The weakest part of the game is the hand to hand combat. When I heard that they were doing away with the player’s use of guns entirely in this entry, I was pretty excited because I was under the impression that the hand to hand combat would be focused on and improved. What I got was a clunky, miserable experience every time the game forces combat on you. And yes, combat is forced on you several times throughout the campaign. It relies on a system where you have to stagger your opponent by knocking them into things or other enemies, but you get to point where the enemies you encounter have guns or electric fist weapons. Being able to get up close to stagger them is near impossible without taking at least some damage. Your health regenerates somewhat whenever you are running without stopping, but during these forced situations there usually isn’t a ton of room to maneuver, making regeneration of health impossible. There’s a lot of mechanics in place where you can swiftly take out enemies while maintaining momentum, or at least being able to vault past them, which would be great if these locked-in-an-arena scenarios didn’t exist. But they do. Combat was absolutely the worst part of the game for me, and I dreaded every second I had to do it.

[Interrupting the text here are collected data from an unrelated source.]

use chrono::NaiveDate;
use serde::Serialize;

use super::model::PriceRecord;

// ---------------------------------------------------------------------------
// Date range selected in the picker
// ---------------------------------------------------------------------------

/// Inclusive calendar range.
#[derive(Debug, Clone, Copy, PartialEq, Eq, Serialize)]
pub struct DateRange {
    pub start: NaiveDate,
    pub end: NaiveDate,
}

impl DateRange {
    /// Build a range, swapping the endpoints if they are reversed.
    pub fn new(a: NaiveDate, b: NaiveDate) -> Self {
        if a <= b {
            DateRange { start: a, end: b }
        } else {
            DateRange { start: b, end: a }
        }
    }

    /// Earliest and latest date of `records`, or `None` when empty.
    pub fn covering(records: &[PriceRecord]) -> Option<Self> {
        let start = records.iter().map(|r| r.date).min()?;
        let end = records.iter().map(|r| r.date).max()?;
        Some(DateRange { start, end })
    }

    pub fn contains(&self, date: NaiveDate) -> bool {
        self.start <= date && date <= self.end
    }

    /// Restrict `self` to `bounds`.  A range entirely outside the bounds
    /// collapses onto the nearest bound.  Either range may have been built
    /// with reversed fields.
    pub fn clamp_to(&self, bounds: &DateRange) -> Self {
        let bounds = DateRange::new(bounds.start, bounds.end);
        let start = self.start.clamp(bounds.start, bounds.end);
        let end = self.end.clamp(bounds.start, bounds.end);
        DateRange::new(start, end)
    }
}

/// The contiguous part of a date-sorted slice that falls inside `range`.
pub fn in_range<'a>(records: &'a [PriceRecord], range: &DateRange) -> &'a [PriceRecord] {
    let lo = records.partition_point(|r| r.date < range.start);
    let hi = records.partition_point(|r| r.date <= range.end);
    &records[lo..hi.max(lo)]
}

// ---------------------------------------------------------------------------
// Chart series
// ---------------------------------------------------------------------------

/// One point of a time series.
#[derive(Debug, Clone, Copy, PartialEq, Serialize)]
pub struct SeriesPoint {
    pub date: NaiveDate,
    pub value: f64,
}

/// The two series plotted by the dashboard, index-aligned with the input.
#[derive(Debug, Clone, Default, PartialEq, Serialize)]
pub struct ChartSeries {
    pub price: Vec<SeriesPoint>,
    pub volume: Vec<SeriesPoint>,
}

impl ChartSeries {
    pub fn len(&self) -> usize {
        self.price.len()
    }

    pub fn is_empty(&self) -> bool {
        self.price.is_empty()
    }
}

/// Project records into (date, average price) and (date, total volume),
/// keeping order and length.
pub fn project(records: &[PriceRecord]) -> ChartSeries {
    let (price, volume) = records
        .iter()
        .map(|r| {
            (
                SeriesPoint {
                    date: r.date,
                    value: r.average_price,
                },
                SeriesPoint {
                    date: r.date,
                    value: r.total_volume,
                },
            )
        })
        .unzip();
    ChartSeries { price, volume }
}

#[cfg(test)]
mod tests {
    use super::*;
    use crate::data::model::AvocadoType;

    fn d(s: &str) -> NaiveDate {
        NaiveDate::parse_from_str(s, "%Y-%m-%d").unwrap()
    }

    fn weekly(dates: &[&str]) -> Vec<PriceRecord> {
        dates
            .iter()
            .enumerate()
            .map(|(i, date)| PriceRecord {
                date: d(date),
                region: "Albany".into(),
                kind: AvocadoType::Conventional,
                average_price: 1.0 + i as f64 / 10.0,
                total_volume: 1000.0 * (i + 1) as f64,
            })
            .collect()
    }

    #[test]
    fn projection_keeps_order_and_length() {
        let records = weekly(&["2015-01-04", "2015-01-11", "2015-01-18"]);
        let series = project(&records);

        assert_eq!(series.len(), records.len());
        assert_eq!(series.volume.len(), records.len());
        for (i, r) in records.iter().enumerate() {
            assert_eq!(series.price[i], SeriesPoint { date: r.date, value: r.average_price });
            assert_eq!(series.volume[i], SeriesPoint { date: r.date, value: r.total_volume });
        }
    }

    #[test]
    fn projection_of_nothing_is_empty() {
        assert!(project(&[]).is_empty());
    }

    #[test]
    fn covering_spans_min_and_max() {
        let records = weekly(&["2015-01-04", "2015-01-11", "2015-01-18"]);
        assert_eq!(
            DateRange::covering(&records),
            Some(DateRange { start: d("2015-01-04"), end: d("2015-01-18") })
        );
        assert_eq!(DateRange::covering(&[]), None);
    }

    #[test]
    fn in_range_is_inclusive() {
        let records = weekly(&["2015-01-04", "2015-01-11", "2015-01-18", "2015-01-25"]);

        let range = DateRange::new(d("2015-01-11"), d("2015-01-18"));
        let slice = in_range(&records, &range);
        assert_eq!(slice.len(), 2);
        assert_eq!(slice[0].date, d("2015-01-11"));
        assert_eq!(slice[1].date, d("2015-01-18"));

        let between_weeks = DateRange::new(d("2015-01-05"), d("2015-01-10"));
        assert!(in_range(&records, &between_weeks).is_empty());
    }

    #[test]
    fn reversed_endpoints_are_swapped() {
        let range = DateRange::new(d("2016-01-01"), d("2015-01-01"));
        assert_eq!(range.start, d("2015-01-01"));
        assert!(range.contains(d("2015-06-01")));
    }

    #[test]
    fn clamp_keeps_range_inside_bounds() {
        let bounds = DateRange::new(d("2015-01-04"), d("2018-03-25"));

        let wide = DateRange::new(d("2014-01-01"), d("2019-01-01"));
        assert_eq!(wide.clamp_to(&bounds), bounds);

        let inner = DateRange::new(d("2016-01-01"), d("2016-06-01"));
        assert_eq!(inner.clamp_to(&bounds), inner);

        let after = DateRange::new(d("2019-01-01"), d("2019-02-01"));
        assert_eq!(
            after.clamp_to(&bounds),
            DateRange::new(d("2018-03-25"), d("2018-03-25"))
        );
    }

    #[test]
    fn clamp_accepts_ranges_built_with_reversed_fields() {
        let bounds = DateRange { start: d("2018-03-25"), end: d("2015-01-04") };
        let range = DateRange { start: d("2019-01-01"), end: d("2016-01-01") };
        assert_eq!(
            range.clamp_to(&bounds),
            DateRange::new(d("2016-01-01"), d("2018-03-25"))
        );
    }
}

Mirror’s Edge Catalyst has a ton of great things about it. The fact that a first-person platformer even works at all is a wonder, and Mirror’s Edge nails that aspect flawlessly. But I really hoped this game would be better than it is. The performance issues, the terrible combat, and the weak story all lower the score for me. But most of all, I really think this game would’ve been so much better if it wasn’t an open world game. The side objectives and collectibles feel tacked on; they gave me serious Assassin’s Creed 1 vibes. I had no real reason for doing them other than to unlock abilities faster (and the fact that movement abilities are locked in the first place is just plain ridiculous), so after a while I just powered through the story. I hope this franchise sticks around, because the world and the design are so great. Just didn’t stick the landing this time.

mirror's edge rating

Mirror’s Edge: Catalyst is available on Origin, Playstation 4, and Xbox One.